The reporter, Adam Johnson, describes how the Chinese government is building massive cities that no one lives in yet. The expectation is that China is going to “grow” into these cities.

A remarkable idea, really. The authoritarian planners in Beijing or wherever decide it would be good if, say, a million people or more could relocate to a pre-planned area.

Then they build out the infrastructure — or rather the entire metropolis, skyscrapers, stoplights and all — and wait.

Stop for a moment and ponder how nutty this is. The last time your editor checked, central planning was not a huge success. According to history, bureaucrats wielding directives over long distances tend to allocate resources poorly.

But are ghost cities a recipe for a bust? Some say no. The Bloomberg reporter, for instance, assures us that China’s economics are different — that is to say, “it’s different this time.” (Where have we heard that before…)

It is supposedly OK that these ghost cities, built for millions of inhabitants, have only tens of thousands of people living in them — because all that deserted square footage will eventually be put to good use.

As a bonus, building ghost cities is great for economic growth.

Via running superhighways out to the middle of nowhere, erecting steel and glass towers in the boondocks, China generates new jobs in construction, civil engineering, city planning and the like. All this construction looks fabulous on paper. The ghostly infrastructure gets counted as productive output, and the super-aggressive GDP target is maintained.

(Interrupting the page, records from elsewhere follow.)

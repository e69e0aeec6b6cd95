//! Handlers for the service catalog (`/servicios/...`).

use axum::extract::{Path, State};
use axum::http::StatusCode;
use axum::Json;
use sirius_core::error::CoreError;
use sirius_core::types::DbId;
use sirius_core::validate::validate_service;
use sirius_db::models::service::{Service, ServiceInput};
use sirius_db::repositories::ServiceRepo;

use crate::error::{AppError, AppResult};
use crate::middleware::auth::AuthUser;
use crate::middleware::rbac::RequireStaff;
use crate::state::AppState;

/// GET /servicios/
///
/// The full active catalog in (kind, name) order, unpaginated.
pub async fn list(
    State(state): State<AppState>,
    AuthUser(_identity): AuthUser,
) -> AppResult<Json<Vec<Service>>> {
    let services = ServiceRepo::list_active(&state.pool).await?;
    Ok(Json(services))
}

/// POST /servicios/crear/  (staff only)
pub async fn create(
    State(state): State<AppState>,
    RequireStaff(identity): RequireStaff,
    Json(input): Json<ServiceInput>,
) -> AppResult<(StatusCode, Json<Service>)> {
    validate_service(&input.name, &input.description, input.base_price)?;
    let service = ServiceRepo::create(&state.pool, &input).await?;
    tracing::info!(service_id = service.id, user_id = identity.user_id, "Service created");
    Ok((StatusCode::CREATED, Json(service)))
}

/// POST /servicios/{id}/editar/
///
/// Any authenticated caller may edit; only create and delete carry the
/// staff gate.
pub async fn edit(
    State(state): State<AppState>,
    AuthUser(_identity): AuthUser,
    Path(id): Path<DbId>,
    Json(input): Json<ServiceInput>,
) -> AppResult<Json<Service>> {
    validate_service(&input.name, &input.description, input.base_price)?;
    let service = ServiceRepo::update(&state.pool, id, &input)
        .await?
        .ok_or(AppError::Core(CoreError::NotFound {
            entity: "Service",
            id,
        }))?;
    Ok(Json(service))
}

/// POST /servicios/{id}/eliminar/  (staff only, soft)
pub async fn remove(
    State(state): State<AppState>,
    RequireStaff(identity): RequireStaff,
    Path(id): Path<DbId>,
) -> AppResult<StatusCode> {
    let existed = ServiceRepo::soft_delete(&state.pool, id).await?;
    if !existed {
        return Err(AppError::Core(CoreError::NotFound {
            entity: "Service",
            id,
        }));
    }
    tracing::info!(service_id = id, user_id = identity.user_id, "Service deactivated");
    Ok(StatusCode::NO_CONTENT)
}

But what is wrong with that picture?

For one, there is the central planning problem. Growth and development are free market forces, with signature markings of trial and error. Successful cities are built from the ground up, not decreed by bureaucrat stamp. So how does the government know where a new metropolis should go, or what its optimal size should be?

Then you have the accounting problems. Should the promise of tomorrow be so readily reflected on balance sheets today?

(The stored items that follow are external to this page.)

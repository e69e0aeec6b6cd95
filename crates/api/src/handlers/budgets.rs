//! Handlers for budgets/quotes (`/presupuestos/...`).
//!
//! Budgets are append-only: create and read, no edit or delete routes.

use axum::extract::{Path, Query, State};
use axum::http::StatusCode;
use axum::Json;
use sirius_core::access::budget_scope;
use sirius_core::error::CoreError;
use sirius_core::types::DbId;
use sirius_core::validate::validate_budget;
use sirius_db::models::budget::{Budget, CreateBudget};
use sirius_db::repositories::BudgetRepo;

use crate::error::{AppError, AppResult};
use crate::handlers::matched_client_id;
use crate::middleware::auth::AuthUser;
use crate::query::{page_window, PageParams, PAGE_SIZE};
use crate::response::Paginated;
use crate::state::AppState;

/// GET /presupuestos/
///
/// One page of visible budgets, newest first. Client-role callers see
/// their matched client's budgets; everyone else sees all of them.
pub async fn list(
    State(state): State<AppState>,
    AuthUser(identity): AuthUser,
    Query(params): Query<PageParams>,
) -> AppResult<Json<Paginated<Budget>>> {
    let matched = matched_client_id(&state.pool, &identity).await?;
    let scope = budget_scope(&identity, matched);
    let total = BudgetRepo::count(&state.pool, scope).await?;
    let (page, pages, offset) = page_window(total, params.page);
    let items = BudgetRepo::list(&state.pool, scope, PAGE_SIZE, offset).await?;
    Ok(Json(Paginated {
        items,
        total,
        page,
        pages,
    }))
}

/// POST /presupuestos/crear/
///
/// An absent or blank `number` gets the next `PRES-{year}-{seq}` for the
/// issue year; an explicit number is stored verbatim and may collide
/// (409).
pub async fn create(
    State(state): State<AppState>,
    AuthUser(identity): AuthUser,
    Json(input): Json<CreateBudget>,
) -> AppResult<(StatusCode, Json<Budget>)> {
    validate_budget(&input.description, input.total_amount, input.validity_days)?;
    let budget = BudgetRepo::create(&state.pool, &input, identity.user_id).await?;
    tracing::info!(
        budget_id = budget.id,
        number = %budget.number,
        user_id = identity.user_id,
        "Budget created"
    );
    Ok((StatusCode::CREATED, Json(budget)))
}

/// GET /presupuestos/{id}/
pub async fn detail(
    State(state): State<AppState>,
    AuthUser(_identity): AuthUser,
    Path(id): Path<DbId>,
) -> AppResult<Json<Budget>> {
    let budget = BudgetRepo::find_by_id(&state.pool, id)
        .await?
        .ok_or(AppError::Core(CoreError::NotFound {
            entity: "Budget",
            id,
        }))?;
    Ok(Json(budget))
}
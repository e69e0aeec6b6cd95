//! Route definition for the landing dashboard.

use axum::routing::get;
use axum::Router;

use crate::handlers::home;
use crate::state::AppState;

/// Routes:
///
/// ```text
/// GET /  -> dashboard (public, reduced payload when anonymous)
/// ```
pub fn router() -> Router<AppState> {
    Router::new().route("/", get(home::dashboard))
}
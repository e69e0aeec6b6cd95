//! The authenticated caller, carried explicitly.
//!
//! Handlers and filter functions receive an [`Identity`] as an argument
//! instead of reaching into ambient request state. The HTTP layer builds
//! one from validated token claims; tests build them directly.

use crate::types::{DbId, UserRole};

/// Who is making the request.
#[derive(Debug, Clone, PartialEq, Eq)]
pub struct Identity {
    pub user_id: DbId,
    pub username: String,
    /// Used by the access filter to match client-role callers to a Client row.
    pub email: String,
    /// Staff flag from the account, independent of the profile role.
    pub staff: bool,
    /// Profile role. Checked before the staff flag by the access filter.
    pub role: UserRole,
}

impl Identity {
    /// Whether this identity passes the elevated gates
    /// (client delete, service create/delete).
    pub fn is_elevated(&self) -> bool {
        self.staff
    }
}

#[cfg(test)]
mod tests {
    use super::*;

    #[test]
    fn elevation_follows_staff_flag_not_role() {
        let admin_role_without_staff = Identity {
            user_id: 1,
            username: "ana".into(),
            email: "ana@example.com".into(),
            staff: false,
            role: UserRole::Admin,
        };
        assert!(!admin_role_without_staff.is_elevated());

        let staff_client = Identity {
            staff: true,
            role: UserRole::Client,
            ..admin_role_without_staff
        };
        assert!(staff_client.is_elevated());
    }
}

Imagine if a public corporation said, “We are going to grow 20% per year by building idle factories in the middle of nowhere, that no one is going to use for quite some time. Don’t worry though, the demand for these factories will show up. We’ll make a profit on them eventually. Just don’t ask when.”

Such a plan would be brutalized by the market, because public companies are held accountable for profits and return on investment (ROI). (At least most of the time — in bubble times investors will happily suspend their rational faculties.)

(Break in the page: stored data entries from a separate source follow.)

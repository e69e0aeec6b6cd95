//! HTTP-level tests for per-entity field validation.
//!
//! Every handler validates its payload before touching the database, so
//! these cases resolve without a PostgreSQL server. Each one asserts
//! the 400 envelope and the exact set of rejected fields.

mod common;

use axum::http::StatusCode;
use common::{auth_token, body_json, build_test_app, post_json_auth};
use serde_json::json;
use sirius_core::types::UserRole;

/// Collect the `field` names out of a validation error body.
fn error_fields(json: &serde_json::Value) -> Vec<String> {
    json["fields"]
        .as_array()
        .expect("validation body should carry a fields array")
        .iter()
        .map(|f| f["field"].as_str().unwrap().to_string())
        .collect()
}

// ---------------------------------------------------------------------------
// Clients
// ---------------------------------------------------------------------------

/// A malformed RUT is rejected with a field-level message.
#[tokio::test]
async fn client_with_malformed_rut_is_rejected() {
    let app = build_test_app();
    let token = auth_token(UserRole::Employee, false);

    let body = json!({
        "name": "Constructora Andes",
        "rut": "12.345.678-9",
        "email": "contacto@andes.cl",
        "phone": "+56912345678",
        "address": "Av. Providencia 1234",
        "client_type": "company"
    });
    let response = post_json_auth(app, "/clientes/crear/", &token, body).await;

    assert_eq!(response.status(), StatusCode::BAD_REQUEST);
    let json = body_json(response).await;
    assert_eq!(json["code"], "VALIDATION_ERROR");
    assert_eq!(error_fields(&json), vec!["rut".to_string()]);
}

/// An empty payload reports every missing client field at once.
#[tokio::test]
async fn client_with_all_fields_blank_reports_each_one() {
    let app = build_test_app();
    let token = auth_token(UserRole::Employee, false);

    let body = json!({
        "name": "",
        "rut": "",
        "email": "",
        "phone": "",
        "address": "",
        "client_type": "individual"
    });
    let response = post_json_auth(app, "/clientes/crear/", &token, body).await;

    assert_eq!(response.status(), StatusCode::BAD_REQUEST);
    let fields = error_fields(&body_json(response).await);
    for expected in ["name", "rut", "email", "phone", "address"] {
        assert!(fields.contains(&expected.to_string()), "missing {expected}");
    }
}

/// An unknown client_type wire value never reaches the validator; the
/// typed payload rejects it at deserialization.
#[tokio::test]
async fn client_with_unknown_type_fails_deserialization() {
    let app = build_test_app();
    let token = auth_token(UserRole::Employee, false);

    let body = json!({
        "name": "Acme",
        "rut": "12345678-9",
        "email": "a@acme.cl",
        "phone": "1",
        "address": "x",
        "client_type": "empresa"
    });
    let response = post_json_auth(app, "/clientes/crear/", &token, body).await;

    assert_eq!(response.status(), StatusCode::UNPROCESSABLE_ENTITY);
}

// ---------------------------------------------------------------------------
// Projects
// ---------------------------------------------------------------------------

/// A negative total budget is a field error, not a silent clamp.
#[tokio::test]
async fn project_with_negative_budget_is_rejected() {
    let app = build_test_app();
    let token = auth_token(UserRole::Employee, false);

    let body = json!({
        "name": "Wiring Job",
        "client_id": 1,
        "description": "Obra menor",
        "start_date": "2026-09-01",
        "estimated_end_date": "2026-12-15",
        "total_budget": -500000.0
    });
    let response = post_json_auth(app, "/proyectos/crear/", &token, body).await;

    assert_eq!(response.status(), StatusCode::BAD_REQUEST);
    let json = body_json(response).await;
    assert_eq!(json["code"], "VALIDATION_ERROR");
    assert_eq!(error_fields(&json), vec!["total_budget".to_string()]);
}

/// Edit payloads run through the same validator as create.
#[tokio::test]
async fn project_edit_validates_like_create() {
    let app = build_test_app();
    let token = auth_token(UserRole::Employee, false);

    let body = json!({
        "name": "",
        "client_id": 1,
        "description": "",
        "start_date": "2026-09-01",
        "estimated_end_date": "2026-12-15",
        "total_budget": 0.0
    });
    let response = post_json_auth(app, "/proyectos/1/editar/", &token, body).await;

    assert_eq!(response.status(), StatusCode::BAD_REQUEST);
    let fields = error_fields(&body_json(response).await);
    assert!(fields.contains(&"name".to_string()));
    assert!(fields.contains(&"description".to_string()));
}

// ---------------------------------------------------------------------------
// Budgets
// ---------------------------------------------------------------------------

/// Zero validity days and a negative amount are both reported.
#[tokio::test]
async fn budget_with_bad_amount_and_validity_reports_both() {
    let app = build_test_app();
    let token = auth_token(UserRole::Employee, false);

    let body = json!({
        "client_id": 1,
        "description": "Presupuesto obra gruesa",
        "total_amount": -1.0,
        "issue_date": "2026-08-30",
        "validity_days": 0
    });
    let response = post_json_auth(app, "/presupuestos/crear/", &token, body).await;

    assert_eq!(response.status(), StatusCode::BAD_REQUEST);
    let fields = error_fields(&body_json(response).await);
    assert_eq!(
        fields,
        vec!["total_amount".to_string(), "validity_days".to_string()]
    );
}

// ---------------------------------------------------------------------------
// Incidents
// ---------------------------------------------------------------------------

/// A whitespace-only title counts as missing.
#[tokio::test]
async fn incident_with_blank_title_is_rejected() {
    let app = build_test_app();
    let token = auth_token(UserRole::Employee, false);

    let body = json!({
        "project_id": 1,
        "title": "   ",
        "description": "Falla en tablero principal",
        "kind": "technical"
    });
    let response = post_json_auth(app, "/incidencias/crear/", &token, body).await;

    assert_eq!(response.status(), StatusCode::BAD_REQUEST);
    let json = body_json(response).await;
    assert_eq!(json["code"], "VALIDATION_ERROR");
    assert_eq!(error_fields(&json), vec!["title".to_string()]);
}

/// The resolution form only accepts the four known statuses.
#[tokio::test]
async fn resolve_with_unknown_status_fails_deserialization() {
    let app = build_test_app();
    let token = auth_token(UserRole::Employee, false);

    let body = json!({ "status": "done", "resolution": "Listo" });
    let response = post_json_auth(app, "/incidencias/1/resolver/", &token, body).await;

    assert_eq!(response.status(), StatusCode::UNPROCESSABLE_ENTITY);
}

// ---------------------------------------------------------------------------
// Profile
// ---------------------------------------------------------------------------

/// Over-long profile fields are rejected with their lengths named.
#[tokio::test]
async fn profile_update_caps_field_lengths() {
    let app = build_test_app();
    let token = auth_token(UserRole::Client, false);

    let body = json!({
        "phone": "1".repeat(16),
        "company": "",
        "rut": "1".repeat(13),
        "address": ""
    });
    let response = post_json_auth(app, "/perfil/", &token, body).await;

    assert_eq!(response.status(), StatusCode::BAD_REQUEST);
    let fields = error_fields(&body_json(response).await);
    assert_eq!(fields, vec!["phone".to_string(), "rut".to_string()]);
}
//! Sirius API server library.
//!
//! Exposes the building blocks (config, state, error handling, routes,
//! report exporters) so integration tests and the binary entrypoint can
//! both access them.

pub mod auth;
pub mod config;
pub mod error;
pub mod export;
pub mod handlers;
pub mod middleware;
pub mod query;
pub mod response;
pub mod router;
pub mod routes;
pub mod state;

The Chinese government, of course, does not have to seek profit in its actions. Or it can measure results in some entirely non-traditional way, via “how many jobs did we create” or “how do the GDP numbers look.”

At the end of the day, the “ghost city” mandate is directly channeling John Maynard Keynes, who once suggested digging holes, then filling them up again as a way to put men to work.

China is being more sophisticated. Rather than digging holes, it is putting up buildings. The effect is the same though. “Some day” the empty skyscrapers will have value — if they are not condemned as worn-out structures first — but until then they are just holes.

China bulls are not bothered by the ghost cities for at least three reasons.

First, they have convinced themselves (with more than a bit of faith) that the empty metropoli will one day (sooner rather than later) be full.

Second, they figure China has a lot of money to burn even if the ghost cities don’t work out.

And third, as the old saying goes, “a rolling loan gathers no loss.” As long as the speculative music is playing, the property developers can keep dancing.

The trouble, as always, comes when the music stops. If China turns out to have built, say, 20 years of excess capacity by the time that happens, then hundreds of billions’ worth of stagnant projects will have to be written off.

Tougher still is the idea that China’s “economic miracle” is actually a heavily leveraged bet on mercantilism… propped up by runaway construction… with the tail end of the boom pulled recklessly from pie-in-the-sky projections for future growth.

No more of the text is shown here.